C: There is no doubt that God will be the cause of the end of evil and suffering. What is God's relationship with its origin and it's activity in the present has always been an ongoing question. Again, the Bible does have to be the primary source on this, and it is actually difficult to sort out. For example, the story of the exodus, God is obviously causing suffering when he sends the plagues on the Egyptians. In fact, God's judgments throughout the Bible up until the cross itself (assuming a doctrine of penal substitutionary atonement) indicate that God can cause suffering. Obviously, in whatever sense God is related to suffering, it is not capricious though - it is founded in his righteous judgment which then, in the gospel, is exhausted on the cross. Think of the warnings Jesus gave Jerusalem that judgment would come upon them, which it then did in AD 70, proving Christ's prophecy (Matthew 24:1-2, but the whole chapter really). But Jesus also weeps over the city, as if they were the cause of their own suffering (Matt. 23:37-24), which shows a deeper reality, that whatever God's relationship to suffering and death is, its reality lies first in human sin. Without sin, how could God stand in any relationship to evil and suffering, since it seems that judgment of sin is the way in which the Bible presents God's relationship to suffering and death (think Sodom and Gommorah, also the book of Lamentations is mournful poem about suffering under God's judgment).

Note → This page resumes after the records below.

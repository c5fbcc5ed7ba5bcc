use std::sync::Arc;

use geo::MultiPolygon;

use crate::map::{Level, UnitCode};

/// Reference to a unit's parent in the next level up.
#[derive(Debug, Clone, PartialEq, Eq)]
pub struct ParentRef {
    pub code: UnitCode,
    pub name: Arc<str>,
}

/// A single administrative unit with its dissolved geometry.
#[derive(Debug, Clone)]
pub struct AdministrativeUnit {
    pub code: UnitCode,
    pub name: Arc<str>,
    pub region: Option<Arc<str>>, // Prefecture name for municipalities, when the source carries it
    pub geometry: MultiPolygon<f64>,
    pub parent: Option<ParentRef>,
}

impl AdministrativeUnit {
    pub fn new(code: UnitCode, name: &str, geometry: MultiPolygon<f64>) -> Self {
        Self { code, name: Arc::from(name), region: None, geometry, parent: None }
    }

    #[inline] pub fn level(&self) -> Level { self.code.level() }

    /// Region-qualified display name, e.g. "東京都千代田区".
    pub fn full_name(&self) -> String {
        match &self.region {
            Some(region) => format!("{region}{}", self.name),
            None => self.name.to_string(),
        }
    }
}
use std::collections::BTreeMap;

use serde::{Deserialize, Serialize};

/// Unassigned territory (所属未定地) and the Northern Territories.
const EXCLUDED: &[&str] = &[
    "12000", "13000", "23000", "30000", "40000", "46000", "47000",
    "01695", "01696", "01697", "01698", "01699", "01700",
];

/// Designated-city total rows (政令指定都市), which duplicate the sum of their wards.
const CITY_TOTALS: &[&str] = &[
    "01100", "04100", "11100", "12100", "13100",
    "14100", "14130", "14150", "15100",
    "22100", "22130", "23100", "26100",
    "27100", "27140", "28100",
    "33100", "34100", "40100", "40130", "43100",
];

/// One successor ward: predecessors absorbed whole, and predecessors split by ratio.
#[derive(Debug, Clone, PartialEq, Serialize, Deserialize)]
pub struct SuccessorSpec {
    pub name: String,
    #[serde(default)]
    pub full: Vec<String>,
    #[serde(default)]
    pub partial: BTreeMap<String, f64>,
}

/// A ward reorganization as raw codes, before validation.
#[derive(Debug, Clone, Default, PartialEq, Serialize, Deserialize)]
pub struct RemapData {
    pub retiring: Vec<String>,
    pub aggregates: Vec<String>,
    pub successors: BTreeMap<String, SuccessorSpec>,
}

/// Input to [`CodeRegistry`](super::CodeRegistry): exclusions, city totals and ward reorganizations.
#[derive(Debug, Clone, Default, PartialEq, Serialize, Deserialize)]
pub struct RegistryData {
    pub excluded: Vec<String>,
    pub city_totals: Vec<String>,
    pub ward_remap: RemapData,
}

fn strings(codes: &[&str]) -> Vec<String> {
    codes.iter().map(|s| s.to_string()).collect()
}

impl RegistryData {
    /// The built-in dataset, current as of the 2024 Hamamatsu ward reorganization.
    pub fn embedded() -> Self {
        // Hamamatsu (浜松市) moved from 7 wards to 3 on 2024-01-01. The old 北区
        // (22135) was split; its ratios are estimated from October 2023
        // resident-register populations.
        let successors = BTreeMap::from([
            ("22138".to_string(), SuccessorSpec {
                name: "中央区".to_string(),
                full: strings(&["22131", "22132"]),
                partial: BTreeMap::from([("22135".to_string(), 0.384)]),
            }),
            ("22139".to_string(), SuccessorSpec {
                name: "浜名区".to_string(),
                full: strings(&["22133", "22134", "22136"]),
                partial: BTreeMap::from([("22135".to_string(), 0.616)]),
            }),
            ("22140".to_string(), SuccessorSpec {
                name: "天竜区".to_string(),
                full: strings(&["22137"]),
                partial: BTreeMap::new(),
            }),
        ]);

        Self {
            excluded: strings(EXCLUDED),
            city_totals: strings(CITY_TOTALS),
            ward_remap: RemapData {
                retiring: strings(&["22131", "22132", "22133", "22134", "22135", "22136", "22137"]),
                aggregates: strings(&["22130"]),
                successors,
            },
        }
    }
}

T: If His judgment was exhausted on the cross, then does that mean that He will not longer judge? The idea that suffering and death lies first in human sin does not contend with the reality that evil, in the form of Satan, existed before sin entered the world through the fall. Logically, God existed in some sort of relationship to evil and suffering without sin in the world.

I very easily can attribute John Piper, Peace Be Upon Him, to have mistakes. Fingers of Christ scraping across the land to bring death? He is not immune to replacing logic with emotion, as he explicitly states within his doctrine of Christian Hedonism. Quote: "My shortest summary of it is: God is most glorified in us when we are most satisfied in him. Or: The chief end of man is to glorify God by enjoying him forever."

C: As for Christian Hedonism (CH) there is a theological framework behind the statement you quote. It is somewhat of a paraphrase of the answer to the first question of the Westminster Catechism "What is the chief end of man? The chief end of man is to glorify God and to enjoy him forever." Also, think of Piper as simply explicating in the modern day the theology of one Jonathan Edwards. If there were a fault in CH it would first be there. The basic proposition of it would be that goodness is the inclination to share happiness with another. God is supremely good and happy (happiness in this sense means something like "blessed" or "completely joyful"). Thus, God will share his happiness, his complete joy, with others, because he is good. It is essentially a Trinitarian logic hidden here. For God has always been sharing his compete joy within himself, between the Father and Son and Holy Spirit. Thus, when God creates and also then redeems, he is drawing up humanity into his own joy by joining people to Christ so that they are "which precisely just is the fact that is conceptually identical to his love for humanity. Read John 17
John 17 is a scriptural portion that provides some of the logical and exegetical force of thinking this way.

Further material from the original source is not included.